Cyanidin-3-glucoside isolated from mulberry fruit protects pancreatic β-cells against oxidative stress-induced apoptosis

The extract obtained from berries contains high amounts of anthocyanins, and this extract is used as a phytotherapeutic agent for different types of diseases. In this study, we examined the cytoprotective effects of cyanidin-3-glucoside (C3G) isolated from mulberry fruit against pancreatic beta-cell apoptosis caused by hydrogen peroxide (H2O2)-induced oxidative stress. The MIN6 pancreatic beta-cells were used to investigate the cytoprotective effects of C3G on the oxidative stress-induced apoptosis of cells. Cell viability was examined by MTT assay and lipid peroxidation was assayed by thiobarbituric acid (TBA) reaction. Immunofluorescence staining, flow cytometry and western blot analysis were also used to determine apoptosis and the expression of proteins associated with apoptosis. Our results revealed that H2O2 increased the rate of apoptosis by stimulating various pro-apoptotic processes, such as the generation of intracellular reactive oxygen species (ROS), lipid peroxidation, DNA fragmentation and caspase-3 activation. However, C3G reduced the H2O2-induced cell death in the MIN6N pancreatic beta-cells.

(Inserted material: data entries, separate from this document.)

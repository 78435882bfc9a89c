//! Scripted [`DisplayServer`] for unit tests.

use std::collections::VecDeque;
use std::io;

use crate::geometry::{Direction, Rectangle, ScreenSize};
use crate::server::{ConnectionLost, DisplayServer, InputEvent};

#[derive(Debug, Clone, Copy, PartialEq, Eq)]
pub enum Call {
    GrabPointer,
    GrabKeyboard,
    GrabServer,
    UngrabPointer,
    UngrabKeyboard,
    UngrabServer,
    ReleaseResources,
    Sync,
    Draw(Rectangle),
    Cursor(Direction),
    Flush,
}

/// Replays event batches: each batch is what one wake-up delivers. When the
/// batches run out, waiting reports a lost connection so a test cannot hang.
pub struct MockServer {
    pub calls: Vec<Call>,
    pub screen: ScreenSize,
    pub pointer_ok: bool,
    pub keyboard_ok: bool,
    pub server_ok: bool,
    pub broken: bool,
    pending: VecDeque<InputEvent>,
    batches: VecDeque<Vec<InputEvent>>,
}

impl MockServer {
    pub fn new() -> Self {
        Self {
            calls: Vec::new(),
            screen: ScreenSize {
                width: 1000,
                height: 800,
            },
            pointer_ok: true,
            keyboard_ok: true,
            server_ok: true,
            broken: false,
            pending: VecDeque::new(),
            batches: VecDeque::new(),
        }
    }

    pub fn with_batches(batches: Vec<Vec<InputEvent>>) -> Self {
        let mut server = Self::new();
        server.batches = batches.into();
        server
    }

    pub fn draws(&self) -> Vec<Rectangle> {
        self.calls
            .iter()
            .filter_map(|call| match call {
                Call::Draw(rect) => Some(*rect),
                _ => None,
            })
            .collect()
    }

    pub fn cursors(&self) -> Vec<Direction> {
        self.calls
            .iter()
            .filter_map(|call| match call {
                Call::Cursor(dir) => Some(*dir),
                _ => None,
            })
            .collect()
    }

    pub fn releases(&self) -> Vec<Call> {
        self.calls
            .iter()
            .copied()
            .filter(|call| {
                matches!(
                    call,
                    Call::UngrabPointer
                        | Call::UngrabKeyboard
                        | Call::UngrabServer
                        | Call::ReleaseResources
                )
            })
            .collect()
    }

    fn record(&mut self, call: Call) -> Result<(), ConnectionLost> {
        self.calls.push(call);
        if self.broken {
            return Err(ConnectionLost::new("mock connection broken"));
        }
        Ok(())
    }
}

impl DisplayServer for MockServer {
    fn screen_size(&mut self) -> Result<ScreenSize, ConnectionLost> {
        Ok(self.screen)
    }

    fn grab_pointer(&mut self) -> Result<bool, ConnectionLost> {
        self.record(Call::GrabPointer)?;
        Ok(self.pointer_ok)
    }

    fn grab_keyboard(&mut self) -> Result<bool, ConnectionLost> {
        self.record(Call::GrabKeyboard)?;
        Ok(self.keyboard_ok)
    }

    fn grab_server(&mut self) -> Result<bool, ConnectionLost> {
        self.record(Call::GrabServer)?;
        Ok(self.server_ok)
    }

    fn ungrab_pointer(&mut self) -> Result<(), ConnectionLost> {
        self.record(Call::UngrabPointer)
    }

    fn ungrab_keyboard(&mut self) -> Result<(), ConnectionLost> {
        self.record(Call::UngrabKeyboard)
    }

    fn ungrab_server(&mut self) -> Result<(), ConnectionLost> {
        self.record(Call::UngrabServer)
    }

    fn release_resources(&mut self) -> Result<(), ConnectionLost> {
        self.record(Call::ReleaseResources)
    }

    fn sync(&mut self) -> Result<(), ConnectionLost> {
        self.record(Call::Sync)
    }

    fn draw_outline(&mut self, rect: Rectangle) -> Result<(), ConnectionLost> {
        self.record(Call::Draw(rect))
    }

    fn set_active_cursor(&mut self, direction: Direction) -> Result<(), ConnectionLost> {
        self.record(Call::Cursor(direction))
    }

    fn flush(&mut self) -> Result<(), ConnectionLost> {
        self.record(Call::Flush)
    }

    fn poll_event(&mut self) -> Result<Option<InputEvent>, ConnectionLost> {
        if self.broken {
            return Err(ConnectionLost::new("mock connection broken"));
        }
        Ok(self.pending.pop_front())
    }

    fn wait_for_input(&mut self) -> Result<(), ConnectionLost> {
        match self.batches.pop_front() {
            Some(batch) => {
                self.pending.extend(batch);
                Ok(())
            }
            None => {
                self.broken = true;
                Err(ConnectionLost::new("mock ran out of input"))
            }
        }
    }
}

/// Counts the `write` calls that reach the underlying sink.
#[derive(Debug, Default)]
pub struct CountingWriter {
    pub writes: usize,
    pub bytes: Vec<u8>,
}

impl io::Write for CountingWriter {
    fn write(&mut self, buf: &[u8]) -> io::Result<usize> {
        self.writes += 1;
        self.bytes.extend_from_slice(buf);
        Ok(buf.len())
    }

    fn flush(&mut self) -> io::Result<()> {
        Ok(())
    }
}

In addition, we confirmed that H2O2 activated mitogen-activated protein kinases (MAPKs), such as extracellular signal-regulated kinase (ERK), c-Jun NH2-terminal kinase (JNK) and p38 MAPK. C3G inhibited the phosphorylation of ERK and p38 without inducing the phosphorylation of JNK. Furthermore, C3G regulated the intrinsic apoptotic pathway-associated proteins, such as proteins belonging to the Bcl-2 family, cytochrome c and caspase-3. Taken together, our results suggest that C3G isolated from mulberry fruit has potential for use as a phytotherapeutic agent for the prevention of diabetes by preventing oxidative stress-induced beta-cell apoptosis.